The julia reshape function is so fast because no data is copied – we’re just wrapping different metadata around the same blob of memory. Since the reshaped array references the same data, it will change along if the original array is modified.

So you should not think in terms of multi-dimensional arrays / tensors (4 indices) but rather in terms of one-dimensional arrays (Vectors / blobs of memory), with convenience functions that compute a 1-d index from the 4d index. In other words, the fast reshape is effectively a no-op / view.

For example for 4-tensors,

A[i+1, j+1, k+1, ell+1] == A[1 + i + size(A,1)*j + size(A,1) * size(A,2) * k + size(A,1) * size(A,2) * size(A,3) * ell]
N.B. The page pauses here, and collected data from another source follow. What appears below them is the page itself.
//! Input rows.

use indexmap::IndexMap;

use crate::mapping::Column;

/// One record from a tabular source: ordered column name to raw value.
///
/// Columns can be read by header name or by 1-based position, so the same
/// row works with both named and positional mappings.
///
/// # Example
///
/// ```
/// use board_types::{Column, Row};
///
/// let row = Row::from_pairs([("Center", "A"), ("Openings", "12")]);
/// assert_eq!(row.get(&Column::name("Center")), Some("A"));
/// assert_eq!(row.get(&Column::Position(2)), Some("12"));
/// assert_eq!(row.get(&Column::Position(3)), None);
/// ```
#[derive(Debug, Clone, Default, PartialEq, Eq)]
#[cfg_attr(feature = "serde", derive(serde::Serialize, serde::Deserialize))]
pub struct Row {
    cells: IndexMap<String, String>,
}

impl Row {
    /// Creates an empty row.
    #[must_use]
    pub fn new() -> Self {
        Self::default()
    }

    /// Builds a row from `(column, value)` pairs, keeping their order.
    ///
    /// A repeated column name keeps its first position and takes the last
    /// value.
    pub fn from_pairs<K, V>(pairs: impl IntoIterator<Item = (K, V)>) -> Self
    where
        K: Into<String>,
        V: Into<String>,
    {
        Self {
            cells: pairs
                .into_iter()
                .map(|(k, v)| (k.into(), v.into()))
                .collect(),
        }
    }

    /// Builds a headerless row; columns are named `1`, `2`, ... by position.
    pub fn from_values<V: Into<String>>(values: impl IntoIterator<Item = V>) -> Self {
        Self::from_pairs(
            values
                .into_iter()
                .enumerate()
                .map(|(i, v)| ((i + 1).to_string(), v)),
        )
    }

    /// Appends or replaces a cell.
    pub fn insert(&mut self, column: impl Into<String>, value: impl Into<String>) {
        self.cells.insert(column.into(), value.into());
    }

    /// Reads a cell by column reference.
    #[must_use]
    pub fn get(&self, column: &Column) -> Option<&str> {
        let value = match column {
            Column::Name(name) => self.cells.get(name.as_str()),
            Column::Position(pos) => pos
                .checked_sub(1)
                .and_then(|i| self.cells.get_index(i))
                .map(|(_, v)| v),
        };
        value.map(String::as_str)
    }

    /// Reads a cell, treating a missing column as empty.
    #[must_use]
    pub fn get_or_empty(&self, column: &Column) -> &str {
        self.get(column).unwrap_or("")
    }

    /// Returns the number of cells.
    #[must_use]
    pub fn len(&self) -> usize {
        self.cells.len()
    }

    /// Returns `true` if the row has no cells.
    #[must_use]
    pub fn is_empty(&self) -> bool {
        self.cells.is_empty()
    }

    /// Iterates over `(column, value)` pairs in order.
    pub fn iter(&self) -> impl Iterator<Item = (&str, &str)> {
        self.cells.iter().map(|(k, v)| (k.as_str(), v.as_str()))
    }
}

#[cfg(test)]
mod tests {
    use super::*;

    #[test]
    fn test_from_values_positions() {
        let row = Row::from_values(["a", "b", "c"]);
        assert_eq!(row.get(&Column::Position(1)), Some("a"));
        assert_eq!(row.get(&Column::Position(3)), Some("c"));
        assert_eq!(row.get(&Column::name("2")), Some("b"));
    }

    #[test]
    fn test_position_zero_is_missing() {
        let row = Row::from_values(["a"]);
        assert_eq!(row.get(&Column::Position(0)), None);
        assert_eq!(row.get_or_empty(&Column::Position(0)), "");
    }

    #[test]
    fn test_insert_keeps_order() {
        let mut row = Row::new();
        row.insert("x", "1");
        row.insert("y", "2");
        row.insert("x", "3");
        let cells: Vec<_> = row.iter().collect();
        assert_eq!(cells, vec![("x", "3"), ("y", "2")]);
        assert_eq!(row.len(), 2);
        assert!(!row.is_empty());
    }
}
So you need to think about whether that can work for you – if the input / output memory layouts are the same then there is a fast reshape, otherwise you need to allocate and copy. This is not a limitation of the julia language, it is a limitation of linear memory addressing (special purpose hardware contexts with multi-dimensional memory addressing are relatively rare).

2 Likes

Note that in Julia this makes a copy of the array. Maybe you could avoid some allocation by using views instead, e.g. try

function graded_reshape(A)
        B1 = @view A[:, 1:6, 1:6, :]
        B2 = @view A[:, 7:10, 7:10, :]
        B3 = @view A[:, 1:6, 7:10, :]
        B4 = @view A[:, 7:10, 1:6, :]
        C1 = reshape(B1 , (10, 36, 10))
        C2 = reshape(B2, (10, 16, 10)) 
        C3 = reshape(B3, (10, 24, 10))
        C4 = reshape(B4, (10, 24, 10))
        C = cat(C1, C2, C3, C4; dims=2)
        return C
     end

Alternatively, maybe you could choose a better data representation that allows for this transformation more naturally than using a single array.

1 Like

Thanks for your kind reply. The use of @view is indeed crucial when doing slicing. But as you and @foobar_lv2 all mentioned, I guess a better design of the underlying data representation should be more essential to my problem. I might think it more carefully.

I guess TensorKit.jl has some possible optimizations closely related to my problem (where they fuse two indices with Z2 symmetry), so I need to take time and read its implementations.